Jonathan handed her the phone.

“Who is it?” she mouthed, hand over the receiver.

He shook his head.

“Hello?” She cleared her throat, hoarse from sleep. “Hello?”

“Clara?”

With a single word—her own name—her head tightened. Robin almost never called her, and certainly not at this hour. They talked exactly once a year, on the anniversary of their father’s death. Clara sank deeper beneath the pile of blankets, the way an animal might try to camouflage itself, sensing danger. Her mind raced through the possibilities. Something had happened, something terrible. Robin would not be calling with good news. And there was only one person, really, whom they shared.

“What’s wrong?” Clara’s voice was a squeak. A pathetic little mouse.

“I’m going to tell you something—and I want you to promise me you won’t hang up.”

Clara was silent. The mirror over the dresser facing the bed was hanging askew, and she could see herself and Jonathan, their rumpled late-night selves. Through the receiver, on Robin’s end, she heard office sounds. The muted ring of corporate telephones, even at this hour.

“Don’t hang up. Promise?”

How like Robin to want to seal the deal, to control the situation, before Clara even knows what the situation is.

“Okay.”

“Say ‘promise.’ ”

Clara squeezed her hands into fists.

“Christ! I promise.”

“Ruth is . . . she’s sick. She’s—oh, shit, Clara. It’s bad. She’s very sick.”

“What do you mean?” Clara responded. The words didn’t make sense. She was stupid with shock.

“Listen. I’m just calling to say that you need to come home,” Robin said.

There it was. Fourteen years—and there it was. Home. She was home, goddammit.

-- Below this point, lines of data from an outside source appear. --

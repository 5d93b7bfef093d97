/*
 * Copyright (c) 2024. Govcraft
 *
 * Licensed under either of
 *   * Apache License, Version 2.0 (the "License");
 *     you may not use this file except in compliance with the License.
 *     You may obtain a copy of the License at http://www.apache.org/licenses/LICENSE-2.0
 *   * MIT license: http://opensource.org/licenses/MIT
 *
 * Unless required by applicable law or agreed to in writing, software
 * distributed under the License is distributed on an "AS IS" BASIS,
 * WITHOUT WARRANTIES OR CONDITIONS OF ANY KIND, either express or implied.
 * See the applicable License for the specific language governing permissions and
 * limitations under that License.
 */

use crate::ast::{Direction, MessageDecl, Param, QualifiedId, Trigger};
use crate::check::{CheckedUnit, ParamType};
use crate::common::NamingConfig;
use crate::ir::{FieldIr, FieldKind, MessageIds, MethodIr, MethodKind, ParamIr, Role, TypeIr};
use crate::lower::LowerError;

/// Everything the stub builders need about the class being lowered.
pub(crate) struct StubContext<'u, 'a> {
    pub(crate) unit: &'u CheckedUnit<'a>,
    pub(crate) role: Role,
    pub(crate) naming: &'u NamingConfig,
    pub(crate) ids: &'u MessageIds,
}

impl StubContext<'_, '_> {
    fn protocol_name(&self) -> String {
        self.unit.symbols.name.to_string()
    }

    /// Qualified name of `protocol`'s class for this role.
    pub(crate) fn class_name(&self, protocol: &QualifiedId) -> String {
        protocol
            .with_base_suffix(self.role.suffix(self.naming))
            .to_string()
    }

    fn lower_params(&self, md: &MessageDecl, params: &[Param]) -> Result<Vec<ParamIr>, LowerError> {
        params
            .iter()
            .map(|param| {
                let ty = self
                    .unit
                    .decls
                    .param_type(&md.name, &param.name)
                    .ok_or_else(|| LowerError::MissingParamType {
                        protocol: self.protocol_name(),
                        message: md.name.clone(),
                        param: param.name.clone(),
                    })?;
                let ty = match ty {
                    ParamType::Native(name) => TypeIr::Native(name.to_string()),
                    ParamType::Actor { protocol, state } => TypeIr::Actor {
                        class: self.class_name(protocol),
                        state: state.clone(),
                    },
                };
                Ok(ParamIr::new(param.name.clone(), ty))
            })
            .collect()
    }

    fn stub(
        &self,
        md: &MessageDecl,
        trigger: Trigger,
        params: &[ParamIr],
        returns: &[ParamIr],
    ) -> Result<MethodIr, LowerError> {
        let protocol = self.unit.protocol();
        let semantics = protocol.semantics_of(md);
        let ids = self
            .ids
            .get(&md.name)
            .ok_or_else(|| LowerError::UndeclaredMessage {
                protocol: self.protocol_name(),
                message: md.name.clone(),
            })?;
        let kind = MethodKind::for_trigger(trigger);
        Ok(MethodIr {
            name: format!("{}{}", kind.prefix(), md.name),
            kind,
            message: Some(md.name.clone()),
            id: Some(ids.id),
            reply_id: ids.reply,
            semantics: Some(semantics),
            params: params.to_vec(),
            returns: returns.to_vec(),
            is_virtual: trigger.direction() == Direction::In,
            blocking: semantics.is_blocking(),
            reentrant: semantics.is_reentrant(),
            guard: None,
            managed: None,
        })
    }

    /// One stub per direction the role takes part in, sender first, messages in
    /// declaration order.
    pub(crate) fn message_stubs(&self) -> Result<Vec<MethodIr>, LowerError> {
        let protocol = self.unit.protocol();
        let mut methods = Vec::new();
        for name in self.unit.symbols.messages.keys() {
            let md = protocol
                .message(name)
                .ok_or_else(|| LowerError::UndeclaredMessage {
                    protocol: self.protocol_name(),
                    message: name.clone(),
                })?;
            let semantics = protocol.semantics_of(md);
            let params = self.lower_params(md, &md.in_params)?;
            let returns = self.lower_params(md, &md.out_params)?;
            if md.direction.permits(self.role.outbound()) {
                methods.push(self.stub(md, semantics.outbound_trigger(), &params, &returns)?);
            }
            if md.direction.permits(self.role.inbound()) {
                methods.push(self.stub(md, semantics.inbound_trigger(), &params, &returns)?);
            }
        }
        Ok(methods)
    }

    /// Manager back-reference and managed collections, with the construct and
    /// destroy pair of every managed protocol.
    pub(crate) fn lifetime_members(&self) -> (Vec<FieldIr>, Vec<MethodIr>) {
        let mut fields = Vec::new();
        let mut methods = Vec::new();

        if let Some(manager) = &self.unit.manager {
            fields.push(FieldIr::new(
                "manager".to_string(),
                FieldKind::ManagerRef,
                self.class_name(manager),
                false,
                None,
            ));
        }

        for managed in &self.unit.managed {
            let class = self.class_name(managed);
            fields.push(FieldIr::new(
                format!("managed_{}", managed.base),
                FieldKind::ManagedActors,
                class.clone(),
                true,
                None,
            ));
            for kind in [MethodKind::Construct, MethodKind::Destroy] {
                let actor = vec![ParamIr::new("actor".to_string(), TypeIr::Class(class.clone()))];
                let (params, returns) = match kind {
                    MethodKind::Construct => (Vec::new(), actor),
                    _ => (actor, Vec::new()),
                };
                methods.push(MethodIr {
                    name: format!("{}{}", kind.prefix(), managed.base),
                    kind,
                    message: None,
                    id: None,
                    reply_id: None,
                    semantics: None,
                    params,
                    returns,
                    is_virtual: false,
                    blocking: false,
                    reentrant: false,
                    guard: None,
                    managed: Some(class.clone()),
                });
            }
        }
        (fields, methods)
    }
}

“I’ve made myself insane, going around and around in circles.” Robin paused. “My therapist finally said it wasn’t up to me—that you had a right to know.”

“How long has this been going on?” Clara managed to ask.

“Awhile,” Robin said. She sounded tired. Three kids, partner in a midtown law firm; of course she was tired. Clara couldn’t imagine her sister’s life.

Clara climbed out of bed and walked over to the window. She was suddenly suffocatingly hot in the freezing room. The lights from the harbor beckoned in the distance.

“Look, the truth is—I can’t deal with this by myself,” Robin said. Never, in Clara’s memory, had Robin ever admitted such a thing. She was the queen of competence.

“I have to think about it,” Clara said. Her sister was silent on the other end of the phone. Clara tried to picture her, but the image wasn’t clear: round brown eyes, a tense mouth. “Okay, Robin? This is— I never thought I would ever even consider—”

“I know,” said Robin. “But please.”

After she hung up the phone, Clara climbed back into bed and twined her legs around Jonathan’s, her hands on his belly. She closed her eyes tight and burrowed her face into the crease of his neck. He was asking her something—What are you going to do?—but his voice sounded muffled, as if suddenly there were something, something thick and cottony, separating her from her real life. She breathed Jonathan in, fighting the avalanche of thoughts.